The resulting no-match led to an easy score for Kobe. The hope is that as Smith gets back into playing shape, his defense will pick up, a reasonable expectation.
While Martin had no problems shoving Kobe to the floor on off-ball cuts, he was abused on the glass by Odom and Bynum early in the game.
When Bynum attacked Andersen directly, the Birdman was unable to spread his wings and contest. Also, simple pump fakes would get the Birdman to spread his wings and soar out of the play.
Nene’s interior rotations were hit-or-miss, and he too had trouble with Bynum’s length and strength around the basket.
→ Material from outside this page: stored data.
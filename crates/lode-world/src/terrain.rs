//! Height-map terrain from layered 2D noise.

use fastnoise_lite::{FastNoiseLite, NoiseType};

/// Block names the generator places, resolved against the registry at
/// generation time.
pub const GRASS_BLOCK: &str = "core.grass";
pub const DIRT_BLOCK: &str = "core.dirt";
pub const STONE_BLOCK: &str = "core.stone";

/// Per-octave sample offsets, decorrelating the layers without extra seeds.
const OCTAVE_OFFSETS: [(f32, f32); 4] = [
    (9_134_542.0, 312_781.0),
    (3_320_191.0, -554_605.0),
    (-9_743_106.0, 761_011.0),
    (-4_211_348.0, -812_416.0),
];

const BASE_FREQUENCY: f32 = 128.0;
const BASE_AMPLITUDE: f32 = 64.0;

/// 2D scalar noise source for terrain height.
///
/// Contract: deterministic for a given implementation instance, smooth,
/// and bounded to `[-1, 1]`.
pub trait HeightNoise: Send + Sync {
    fn sample(&self, x: f32, y: f32) -> f32;
}

/// Seeded OpenSimplex2 noise. Frequency is fixed at 1.0 so callers control
/// scale through the sample coordinates alone.
pub struct SimplexNoise {
    noise: FastNoiseLite,
}

impl SimplexNoise {
    pub fn seeded(seed: i32) -> Self {
        let mut noise = FastNoiseLite::with_seed(seed);
        noise.set_noise_type(Some(NoiseType::OpenSimplex2));
        noise.set_frequency(Some(1.0));
        Self { noise }
    }
}

impl HeightNoise for SimplexNoise {
    #[inline]
    fn sample(&self, x: f32, y: f32) -> f32 {
        self.noise.get_noise_2d(x, y)
    }
}

/// Deterministic terrain height source: four octaves of 2D noise, each at
/// half the frequency and half the amplitude of the previous one.
pub struct TerrainGen {
    seed: i32,
    noise: Box<dyn HeightNoise>,
}

impl TerrainGen {
    pub fn new(seed: i32) -> Self {
        Self {
            seed,
            noise: Box::new(SimplexNoise::seeded(seed)),
        }
    }

    /// Swaps in a custom noise source (tests use a constant one).
    pub fn with_noise(seed: i32, noise: Box<dyn HeightNoise>) -> Self {
        Self { seed, noise }
    }

    #[inline]
    pub fn seed(&self) -> i32 {
        self.seed
    }

    /// Terrain surface height for the world column `(wx, wz)`. The octave
    /// sum is truncated toward zero, matching `as i32`.
    pub fn height_at(&self, wx: i32, wz: i32) -> i32 {
        let mut frequency = BASE_FREQUENCY;
        let mut amplitude = BASE_AMPLITUDE;
        let mut height = 0.0f32;
        for (ox, oz) in OCTAVE_OFFSETS {
            let x = (wx as f32 + ox) / frequency;
            let z = (wz as f32 + oz) / frequency;
            height += self.noise.sample(x, z) * amplitude;
            frequency *= 0.5;
            amplitude *= 0.5;
        }
        height as i32
    }
}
The Nuggets responded to their first major test with a satisfactory performance on both ends. However, the caveat is that the Lakers were playing the second game of a back-to-back on the road, and were without Pau Gasol.
The Nuggets can also counter that J.R. Smith is still rounding into form after his early-season suspension.
The Nuggets won the first battle between the two conference powers, but a three-week January-February stretch where the Nuggets go to San Antonio, Los Angeles, Utah, and Cleveland, while hosting Dallas, Phoenix, San Antonio, and Sacramento will better determine how capable the Nuggets are of winning the war.